### Data records
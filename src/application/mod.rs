//! Application layer - use cases and orchestration.
//!
//! This layer contains the ingestion, extraction, view and export logic.

pub mod collection;
pub mod dates;
pub mod exporter;
pub mod extractor;
pub mod formatter;
pub mod ingest;
pub mod resolver;

pub use collection::{compare_dates, filter_links, sort_links, LinkCollection};
pub use exporter::{
    export_csv, export_json, export_txt, import_json, ExportDocument, ExportFile, ExportFormat,
    ExportOptions, ExportedLink, Exporter,
};
pub use extractor::{extract_links, extract_urls, strip_urls};
pub use formatter::{format_links_table, format_share_summary, format_stats, format_users};
pub use ingest::{ingest, CsvIngester, Ingestion};
pub use resolver::resolve_domain;
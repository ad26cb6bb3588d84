//! Domain-level error types for chat-link-extractor.
//!
//! All errors are typed with `thiserror`. Per-row and per-URL problems are
//! not errors at all: they fall back to defined values (dropped rows, the
//! `"Unknown"` domain) and never reach this type.

use std::path::PathBuf;
use thiserror::Error;

/// Application-level errors.
#[derive(Error, Debug)]
pub enum AppError {
    /// Input could not be tokenized as delimited tabular text.
    #[error("{}", parse_message(message, *line))]
    Parse { message: String, line: Option<u64> },

    /// Upload rejected because it is not a `.csv` file.
    #[error("Unsupported file (only .csv is accepted): {path}")]
    UnsupportedFile { path: PathBuf },

    /// Upload rejected because it exceeds the size limit.
    #[error("File too large: {path} is {size} bytes (limit {limit} bytes)")]
    FileTooLarge {
        path: PathBuf,
        size: u64,
        limit: u64,
    },

    /// JSON parsing or serialization failed.
    #[error("JSON parse error: {message}")]
    JsonParse {
        message: String,
        #[source]
        source: Option<serde_json::Error>,
    },

    /// Configuration or environment error.
    #[error("Configuration error: {message}")]
    Config { message: String },

    /// IO operation failed.
    #[error("IO error: {message}")]
    Io {
        message: String,
        #[source]
        source: Option<std::io::Error>,
    },
}

fn parse_message(message: &str, line: Option<u64>) -> String {
    match line {
        Some(line) => format!("CSV parse error at line {line}: {message}"),
        None => format!("CSV parse error: {message}"),
    }
}

impl AppError {
    /// Create a parse error without position information.
    pub fn parse(message: impl Into<String>) -> Self {
        Self::Parse {
            message: message.into(),
            line: None,
        }
    }

    /// Create a parse error from a `csv` tokenizer error.
    pub fn csv(err: &csv::Error) -> Self {
        Self::Parse {
            message: err.to_string(),
            line: err.position().map(csv::Position::line),
        }
    }

    /// Create a JSON parse error.
    pub fn json_parse(err: serde_json::Error) -> Self {
        Self::JsonParse {
            message: err.to_string(),
            source: Some(err),
        }
    }

    /// Create an IO error with context.
    pub fn io(message: impl Into<String>, err: std::io::Error) -> Self {
        Self::Io {
            message: message.into(),
            source: Some(err),
        }
    }

    /// Whether this is the tabular `ParseError` kind.
    #[must_use]
    pub const fn is_parse(&self) -> bool {
        matches!(self, Self::Parse { .. })
    }
}

/// Result type alias using `AppError`.
pub type Result<T> = std::result::Result<T, AppError>;
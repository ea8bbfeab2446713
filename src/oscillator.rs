//! Wavetable oscillator driven by the sample interrupt.
//!
//! `ToneGenerator` is shared between two contexts: the sample interrupt calls
//! [`ToneGenerator::tick`] once per sample period, and the main loop starts and
//! stops notes. Every field has a single writer:
//!
//! | field              | written by                                     |
//! |--------------------|------------------------------------------------|
//! | `phase`            | interrupt (reset by the loop while inactive)   |
//! | `phase_increment`  | loop, at note start                            |
//! | `amplitude`        | loop, at note start                            |
//! | `active`           | loop on start/stop, interrupt on failsafe stop |
//!
//! No multi-field atomicity is needed: the loop writes all note parameters
//! before publishing `active` with `Release`, and the interrupt reads `active`
//! with `Acquire` before touching them.

use core::sync::atomic::{AtomicBool, AtomicU32, AtomicU8, Ordering};

use crate::config::{DEFAULT_VOLUME_PERCENT, NEUTRAL_LEVEL};
use crate::failsafe::{sample_target, Failsafe, SampleCounter};
use crate::wavetable::Wavetable;

/// Largest amplitude, reached at 100% volume
pub const MAX_AMPLITUDE: u8 = 127;

/// Sink for 8-bit unsigned output samples (a DAC, or a PWM duty cycle).
///
/// Written from both the sample interrupt and the main loop, hence `&self`.
pub trait AnalogOut {
  fn write(&self, level: u8);
}

/// Per-sample phase step for `frequency_hz`: round(f * 2^32 / rate)
pub const fn phase_increment(frequency_hz: u32, sample_rate_hz: u32) -> u32 {
  let rate = sample_rate_hz as u64;
  ((((frequency_hz as u64) << 32) + rate / 2) / rate) as u32
}

/// Map a 0-100% volume linearly onto 0-127
pub const fn amplitude_for_volume(percent: u8) -> u8 {
  let percent = if percent > 100 { 100 } else { percent };
  ((percent as u16 * MAX_AMPLITUDE as u16) / 100) as u8
}

/// Scale a table sample and offset it around the neutral level.
///
/// Divides by 64 rather than by the amplitude range, so amplitudes above 64
/// overdrive slightly; the result is clamped, never wrapped.
#[inline(always)]
pub fn render(sample: i8, amplitude: u8) -> u8 {
  let level = (sample as i32 * amplitude as i32) / 64 + NEUTRAL_LEVEL as i32;
  level.clamp(u8::MIN as i32, u8::MAX as i32) as u8
}

pub struct ToneGenerator {
  table: &'static Wavetable,
  sample_rate_hz: u32,
  failsafe: Failsafe,
  active: AtomicBool,
  phase: AtomicU32,
  phase_increment: AtomicU32,
  amplitude: AtomicU8,
  volume: AtomicU8,
  counter: SampleCounter,
}

impl ToneGenerator {
  pub const fn new(table: &'static Wavetable, sample_rate_hz: u32, failsafe: Failsafe) -> Self {
    Self {
      table,
      sample_rate_hz,
      failsafe,
      active: AtomicBool::new(false),
      phase: AtomicU32::new(0),
      phase_increment: AtomicU32::new(0),
      amplitude: AtomicU8::new(0),
      volume: AtomicU8::new(DEFAULT_VOLUME_PERCENT),
      counter: SampleCounter::new(),
    }
  }

  /// Begin sounding a tone. The oscillator must be inactive.
  ///
  /// Frequency and duration are not validated here; a zero duration
  /// leaves the failsafe disarmed for this note.
  pub fn start_note(&self, frequency_hz: u32, duration_ms: u32) {
    let increment = phase_increment(frequency_hz, self.sample_rate_hz);
    self.phase_increment.store(increment, Ordering::Relaxed);
    self.amplitude.store(amplitude_for_volume(self.volume()), Ordering::Relaxed);
    self.phase.store(0, Ordering::Relaxed);
    let target = match self.failsafe {
      Failsafe::Armed => sample_target(duration_ms, self.sample_rate_hz),
      Failsafe::Disabled => 0,
    };
    self.counter.arm(target);
    self.active.store(true, Ordering::Release);
  }

  /// Silence now: deactivate, rewind the phase, and write the neutral level
  /// without waiting for the next tick.
  pub fn stop_note(&self, out: &(impl AnalogOut + ?Sized)) {
    self.active.store(false, Ordering::Release);
    self.phase.store(0, Ordering::Relaxed);
    out.write(NEUTRAL_LEVEL);
  }

  /// One sample period. Call from the sample interrupt.
  ///
  /// Returns the level to write, or `None` while inactive. The tick that
  /// reaches the failsafe target only stops the note and yields the
  /// neutral level.
  #[inline(always)]
  pub fn tick(&self) -> Option<u8> {
    if !self.active.load(Ordering::Acquire) {
      return None;
    }
    if self.failsafe == Failsafe::Armed && self.counter.count() {
      self.active.store(false, Ordering::Release);
      return Some(NEUTRAL_LEVEL);
    }
    let phase = self
      .phase
      .load(Ordering::Relaxed)
      .wrapping_add(self.phase_increment.load(Ordering::Relaxed));
    self.phase.store(phase, Ordering::Relaxed);
    Some(render(self.table.sample(phase), self.amplitude.load(Ordering::Relaxed)))
  }

  #[inline(always)]
  pub fn tick_into(&self, out: &(impl AnalogOut + ?Sized)) {
    if let Some(level) = self.tick() {
      out.write(level);
    }
  }

  /// Volume for subsequent notes, 0-100 (larger values are clamped)
  pub fn set_volume(&self, percent: u8) {
    self.volume.store(percent.min(100), Ordering::Relaxed);
  }

  pub fn volume(&self) -> u8 {
    self.volume.load(Ordering::Relaxed)
  }

  pub fn amplitude(&self) -> u8 {
    self.amplitude.load(Ordering::Relaxed)
  }

  pub fn is_active(&self) -> bool {
    self.active.load(Ordering::Acquire)
  }

  pub fn phase(&self) -> u32 {
    self.phase.load(Ordering::Relaxed)
  }

  pub fn phase_increment(&self) -> u32 {
    self.phase_increment.load(Ordering::Relaxed)
  }

  /// Consume a failsafe completion raised by the interrupt
  pub fn take_completed(&self) -> bool {
    self.counter.take_completed()
  }

  pub fn sample_count(&self) -> u32 {
    self.counter.sample_count()
  }

  pub fn sample_target(&self) -> u32 {
    self.counter.sample_target()
  }

  pub fn sample_rate_hz(&self) -> u32 {
    self.sample_rate_hz
  }
}

#[cfg(test)]
mod tests {
  use super::*;
  use crate::wavetable::SINE;
  use core::cell::Cell;

  #[derive(Default)]
  struct Probe {
    last: Cell<Option<u8>>,
    writes: Cell<usize>,
  }

  impl AnalogOut for Probe {
    fn write(&self, level: u8) {
      self.last.set(Some(level));
      self.writes.set(self.writes.get() + 1);
    }
  }

  fn tone(failsafe: Failsafe) -> ToneGenerator {
    ToneGenerator::new(&SINE, 44_000, failsafe)
  }

  #[test]
  fn increment_and_amplitude_math() {
    assert_eq!(phase_increment(330, 44_000), 32_212_255);
    assert_eq!(phase_increment(11_000, 44_000), 1 << 30);
    assert_eq!(amplitude_for_volume(0), 0);
    assert_eq!(amplitude_for_volume(10), 12);
    assert_eq!(amplitude_for_volume(50), 63);
    assert_eq!(amplitude_for_volume(100), 127);
    assert_eq!(amplitude_for_volume(250), 127);
  }

  #[test]
  fn render_clamps_overdrive() {
    assert_eq!(render(0, 127), NEUTRAL_LEVEL);
    assert_eq!(render(64, 64), 192);
    assert_eq!(render(-64, 64), 64);
    assert_eq!(render(91, 127), u8::MAX);
    assert_eq!(render(-91, 127), u8::MIN);
    // truncates toward zero like the integer division it is
    assert_eq!(render(-1, 1), NEUTRAL_LEVEL);
  }

  #[test]
  fn inactive_tick_writes_nothing() {
    let tone = tone(Failsafe::Armed);
    let probe = Probe::default();
    for _ in 0..10 {
      tone.tick_into(&probe);
    }
    assert_eq!(probe.writes.get(), 0);
  }

  #[test]
  fn failsafe_stops_after_exact_sample_count() {
    let tone = tone(Failsafe::Armed);
    tone.set_volume(10);
    tone.start_note(330, 600);
    assert_eq!(tone.sample_target(), 26_400);
    assert_eq!(tone.amplitude(), 12);

    for _ in 0..26_399 {
      assert!(tone.tick().is_some());
      assert!(tone.is_active());
      assert!(!tone.counter.is_completed());
    }
    assert_eq!(tone.tick(), Some(NEUTRAL_LEVEL));
    assert!(!tone.is_active());
    assert!(tone.take_completed());
    assert_eq!(tone.tick(), None);
  }

  #[test]
  fn disabled_failsafe_keeps_sounding() {
    let tone = tone(Failsafe::Disabled);
    tone.start_note(440, 1);
    for _ in 0..1_000 {
      assert!(tone.tick().is_some());
    }
    assert!(tone.is_active());
    assert!(!tone.take_completed());
  }

  #[test]
  fn zero_amplitude_is_silent() {
    let tone = tone(Failsafe::Armed);
    tone.set_volume(0);
    for freq in [165, 330, 1_000, 7_919] {
      tone.start_note(freq, 50);
      while let Some(level) = tone.tick() {
        assert_eq!(level, NEUTRAL_LEVEL);
      }
    }
  }

  #[test]
  fn phase_advances_and_wraps() {
    let tone = tone(Failsafe::Disabled);
    tone.start_note(11_000, 100);
    // a quarter cycle per tick
    assert!(tone.tick().is_some());
    assert_eq!(tone.phase(), 1 << 30);
    for _ in 0..3 {
      tone.tick();
    }
    assert_eq!(tone.phase(), 0);
  }

  #[test]
  fn stop_is_synchronous_and_rewinds() {
    let tone = tone(Failsafe::Armed);
    let probe = Probe::default();
    tone.set_volume(100);
    tone.start_note(523, 500);
    for _ in 0..37 {
      tone.tick_into(&probe);
    }
    assert_ne!(tone.phase(), 0);
    tone.stop_note(&probe);
    assert_eq!(probe.last.get(), Some(NEUTRAL_LEVEL));
    assert_eq!(tone.phase(), 0);
    assert!(!tone.is_active());
  }

  #[test]
  fn volume_is_clamped() {
    let tone = tone(Failsafe::Armed);
    tone.set_volume(180);
    assert_eq!(tone.volume(), 100);
  }
}
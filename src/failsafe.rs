//! Sample-count failsafe.
//!
//! Counts the samples emitted for the current note and ends the note from the
//! interrupt side once its duration has elapsed, so a note always ends even if
//! the polled sequencer stalls.
//!
//! Field ownership: `sample_target` is written by the loop at note start;
//! `sample_count` is written by the interrupt (and reset by the loop while the
//! oscillator is inactive); `completed` is raised by the interrupt and cleared
//! by the loop. Only `load`/`store` are used, Cortex-M0+ has no atomic RMW.

use core::sync::atomic::{AtomicBool, AtomicU32, Ordering};

/// Whether the oscillator carries the sample-count failsafe layer.
#[derive(Debug, Clone, Copy, PartialEq, Eq)]
#[cfg_attr(feature = "defmt", derive(defmt::Format))]
pub enum Failsafe {
  Armed,
  Disabled,
}

/// Samples needed to play `duration_ms`, rounded to nearest.
pub const fn sample_target(duration_ms: u32, sample_rate_hz: u32) -> u32 {
  ((duration_ms as u64 * sample_rate_hz as u64 + 500) / 1000) as u32
}

pub struct SampleCounter {
  sample_count: AtomicU32,
  sample_target: AtomicU32,
  completed: AtomicBool,
}

impl SampleCounter {
  pub const fn new() -> Self {
    Self {
      sample_count: AtomicU32::new(0),
      sample_target: AtomicU32::new(0),
      completed: AtomicBool::new(false),
    }
  }

  /// Loop side, before the oscillator is activated.
  /// A target of 0 leaves the failsafe disarmed for this note.
  pub fn arm(&self, target: u32) {
    self.sample_count.store(0, Ordering::Relaxed);
    self.sample_target.store(target, Ordering::Relaxed);
    self.completed.store(false, Ordering::Relaxed);
  }

  /// Interrupt side: account one sample.
  /// Returns true when this sample reaches the target; `completed` is raised.
  #[inline(always)]
  pub fn count(&self) -> bool {
    let target = self.sample_target.load(Ordering::Relaxed);
    if target == 0 {
      return false;
    }
    let count = self.sample_count.load(Ordering::Relaxed).wrapping_add(1);
    self.sample_count.store(count, Ordering::Relaxed);
    if count >= target {
      self.completed.store(true, Ordering::Release);
      true
    }
    else {
      false
    }
  }

  /// Loop side: consume a completion raised by the interrupt.
  pub fn take_completed(&self) -> bool {
    if self.completed.load(Ordering::Acquire) {
      self.completed.store(false, Ordering::Relaxed);
      true
    }
    else {
      false
    }
  }

  pub fn is_completed(&self) -> bool {
    self.completed.load(Ordering::Acquire)
  }

  pub fn sample_count(&self) -> u32 {
    self.sample_count.load(Ordering::Relaxed)
  }

  pub fn sample_target(&self) -> u32 {
    self.sample_target.load(Ordering::Relaxed)
  }
}

impl Default for SampleCounter {
  fn default() -> Self {
    Self::new()
  }
}
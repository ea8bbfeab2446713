#![no_std]
#![no_main]

use core::cell::RefCell;
use core::ops::Sub;

use rp_pico::entry;
use defmt::*;
use defmt_rtt as _;
use panic_probe as _;

use fugit::RateExtU32;

use rp_pico as bsp;
use embedded_hal::{
  digital::v2::{InputPin, OutputPin},
  PwmPin,
};

use bsp::hal as p_hal;

use rv3028c7_rtc::{RV3028, DateTimeAccess, Duration, NaiveDateTime, Timelike};

use p_hal::{
  Clock,
  clocks::init_clocks_and_plls,
  pac::{self, interrupt},
  sio::Sio,
  watchdog::Watchdog,
  gpio::{FunctionI2C, Pin, PullUp},
  pwm::{FreeRunning, Pwm3, Slice},
  Timer,
};
use cortex_m::interrupt::Mutex;

use pico_chime::{strikes_for_hour, AnalogOut, Chime, ChimeConfig, Failsafe, ToneGenerator, SINE};

const EXTERNAL_XTAL_FREQ_HZ: u32 = 12_000_000u32;

/// Local time is this many hours behind the RTC's UTC
const TZ_OFFSET_HOURS: i64 = 8;

const POLL_MS: u32 = 10;
/// How often to read the wall clock over I2C
const RTC_READ_MS: u64 = 200;

//===== PWM audio ===

/// 8-bit output: one PWM period per sample
const AUDIO_PWM_TOP: u16 = 255;
const AUDIO_PWM_DIV_INT: u8 = 11;
const AUDIO_PWM_DIV_FRAC: u8 = 2;
/// Actual rate of the PWM wrap interrupt at 125 MHz system clock
const AUDIO_SAMPLE_RATE_HZ: u32 = (125_000_000u64 * 16
  / ((AUDIO_PWM_TOP as u64 + 1) * (AUDIO_PWM_DIV_INT as u64 * 16 + AUDIO_PWM_DIV_FRAC as u64)))
  as u32;

static TONE: ToneGenerator = ToneGenerator::new(&SINE, AUDIO_SAMPLE_RATE_HZ, Failsafe::Armed);

static AUDIO_PWM: Mutex<RefCell<Option<Slice<Pwm3, FreeRunning>>>> = Mutex::new(RefCell::new(None));

/// GP22 duty cycle as an 8-bit DAC
struct PwmDac;

impl AnalogOut for PwmDac {
  fn write(&self, level: u8) {
    cortex_m::interrupt::free(|cs| {
      if let Some(pwm) = AUDIO_PWM.borrow(cs).borrow_mut().as_mut() {
        pwm.channel_a.set_duty(level as u16);
      }
    });
  }
}

static DAC: PwmDac = PwmDac;

#[entry]
fn main() -> ! {

  info!("Program start");
  let mut pac = pac::Peripherals::take().unwrap();
  let core = pac::CorePeripherals::take().unwrap();
  let mut watchdog = Watchdog::new(pac.WATCHDOG);
  let sio = Sio::new(pac.SIO);

  // External high-speed crystal on the pico board is 12Mhz
  let clocks = init_clocks_and_plls(
    EXTERNAL_XTAL_FREQ_HZ,
    pac.XOSC,
    pac.CLOCKS,
    pac.PLL_SYS,
    pac.PLL_USB,
    &mut pac.RESETS,
    &mut watchdog,
  )
    .ok()
    .unwrap();

  let mut delay = cortex_m::delay::Delay::new(core.SYST, clocks.system_clock.freq().to_Hz());
  let timer = Timer::new(pac.TIMER, &mut pac.RESETS, &clocks);

  let pins = bsp::Pins::new(
    pac.IO_BANK0,
    pac.PADS_BANK0,
    sio.gpio_bank0,
    &mut pac.RESETS,
  );

  // Configure two pins as being I²C, not GPIO
  let sda_pin: Pin<_, FunctionI2C, PullUp> = pins.gpio2.reconfigure();
  let scl_pin: Pin<_, FunctionI2C, PullUp> = pins.gpio3.reconfigure();
  let i2c = p_hal::I2C::i2c1(
    pac.I2C1,
    sda_pin,
    scl_pin,
    400.kHz(),
    &mut pac.RESETS,
    &clocks.system_clock,
  );
  let mut rtc = RV3028::new(i2c);

  let mut led_pin = pins.led.into_push_pull_output();
  led_pin.set_high().unwrap();

  // active low, chimes the current hour on demand
  let debug_button = pins.gpio15.into_pull_up_input();

  println!("setup PWM audio: {} Hz", AUDIO_SAMPLE_RATE_HZ);
  let pwm_slices = p_hal::pwm::Slices::new(pac.PWM, &mut pac.RESETS);
  let mut pwm = pwm_slices.pwm3;
  pwm.set_top(AUDIO_PWM_TOP);
  pwm.set_div_int(AUDIO_PWM_DIV_INT);
  pwm.set_div_frac(AUDIO_PWM_DIV_FRAC);
  pwm.channel_a.output_to(pins.gpio22);
  pwm.channel_a.set_duty(pico_chime::NEUTRAL_LEVEL as u16);
  pwm.enable_interrupt();
  pwm.enable();
  cortex_m::interrupt::free(|cs| AUDIO_PWM.borrow(cs).replace(Some(pwm)));

  let mut chime = Chime::begin(&TONE, &DAC, ChimeConfig::default());

  unsafe {
    pac::NVIC::unmask(pac::Interrupt::PWM_IRQ_WRAP);
  }
  led_pin.set_low().unwrap();

  println!("enter loop...");
  let mut local_dt = NaiveDateTime::default();
  let mut last_rtc_read_ms = 0u64;
  let mut button_was_down = false;
  loop {
    let now_ms = timer.get_counter().ticks() / 1000;
    chime.update(now_ms);

    if now_ms.wrapping_sub(last_rtc_read_ms) >= RTC_READ_MS {
      last_rtc_read_ms = now_ms;
      match rtc.datetime() {
        Ok(rtc_dt) => {
          local_dt = rtc_dt.sub(Duration::hours(TZ_OFFSET_HOURS));
          if chime.maybe_chime(&local_dt, now_ms) {
            println!("chime {:02}:{:02}", local_dt.hour(), local_dt.minute());
          }
        }
        Err(_) => println!("ext rtc fail"),
      }
    }

    let button_down = debug_button.is_low().unwrap_or(false);
    if button_down && !button_was_down {
      let strikes = strikes_for_hour(local_dt.hour() as u8);
      println!("debug chime: {}", strikes);
      chime.play_debug_chime(strikes, now_ms);
    }
    button_was_down = button_down;

    if chime.is_playing() {
      let _ = led_pin.set_high();
    }
    else {
      let _ = led_pin.set_low();
    }

    delay.delay_ms(POLL_MS);
  }
}

//=== Interrupt manipulation ===

/// Sample clock: one tick of the tone generator per PWM period
#[allow(non_snake_case)]
#[interrupt]
fn PWM_IRQ_WRAP() {
  cortex_m::interrupt::free(|cs| {
    if let Some(pwm) = AUDIO_PWM.borrow(cs).borrow_mut().as_mut() {
      pwm.clear_interrupt();
    }
  });
  TONE.tick_into(&DAC);
}
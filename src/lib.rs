//! Hourly Westminster chime for a clock.
//!
//! A wavetable oscillator ticked from a fixed-rate sample interrupt, driven
//! by a non-blocking melody sequencer polled from the main loop, and gated
//! by an hourly trigger with quiet hours.
//!
//! ```no_run
//! use pico_chime::{AnalogOut, Chime, ChimeConfig, Failsafe, ToneGenerator, SAMPLE_RATE_HZ, SINE};
//!
//! struct Dac;
//! impl AnalogOut for Dac {
//!   fn write(&self, _level: u8) {}
//! }
//!
//! static TONE: ToneGenerator = ToneGenerator::new(&SINE, SAMPLE_RATE_HZ, Failsafe::Armed);
//! static DAC: Dac = Dac;
//!
//! // sample interrupt:
//! TONE.tick_into(&DAC);
//!
//! // main loop:
//! let mut chime = Chime::begin(&TONE, &DAC, ChimeConfig::default());
//! chime.play_debug_chime(3, 0);
//! chime.update(10);
//! ```

#![cfg_attr(not(test), no_std)]

#[macro_use]
mod fmt;

pub mod chime;
pub mod config;
pub mod failsafe;
pub mod melody;
pub mod oscillator;
pub mod sequencer;
pub mod trigger;
pub mod wavetable;

pub use chime::Chime;
pub use config::{ChimeConfig, GapTable, QuietHours, NEUTRAL_LEVEL, SAMPLE_RATE_HZ};
pub use failsafe::Failsafe;
pub use melody::Note;
pub use oscillator::{AnalogOut, ToneGenerator};
pub use sequencer::{ChimePhase, MelodySequencer, PlaybackState};
pub use trigger::{strikes_for_hour, HourlyTrigger};
pub use wavetable::{Wavetable, SINE};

### WORK TO COMPLETE
Print, please, the lines above from the very first through the one that holds "because it is", both included, word for word and with nothing else.

### OUTPUT OF THE TASK
filename src/application/mod.rs
//! Application layer - use cases and orchestration.
//!
//! This layer contains the ingestion, extraction, view and export logic.

pub mod collection;
pub mod dates;
pub mod exporter;
pub mod extractor;
pub mod formatter;
pub mod ingest;
pub mod resolver;

pub use collection::{compare_dates, filter_links, sort_links, LinkCollection};
pub use exporter::{
    export_csv, export_json, export_txt, import_json, ExportDocument, ExportFile, ExportFormat,
    ExportOptions, ExportedLink, Exporter,
};
pub use extractor::{extract_links, extract_urls, strip_urls};
pub use formatter::{format_links_table, format_share_summary, format_stats, format_users};
pub use ingest::{ingest, CsvIngester, Ingestion};
pub use resolver::resolve_domain;
repository ad26cb6bb3588d84
//! Domain-level error types for chat-link-extractor.
//!
//! All errors are typed with `thiserror`. Per-row and per-URL problems are
//! not errors at all: they fall back to defined values (dropped rows, the
//! `"Unknown"` domain) and never reach this type.

use std::path::PathBuf;
use thiserror::Error;

/// Application-level errors.
#[derive(Error, Debug)]
pub enum AppError {
    /// Input could not be tokenized as delimited tabular text.
    #[error("{}", parse_message(message, *line))]
    Parse { message: String, line: Option<u64> },

    /// Upload rejected because it is not a `.csv` file.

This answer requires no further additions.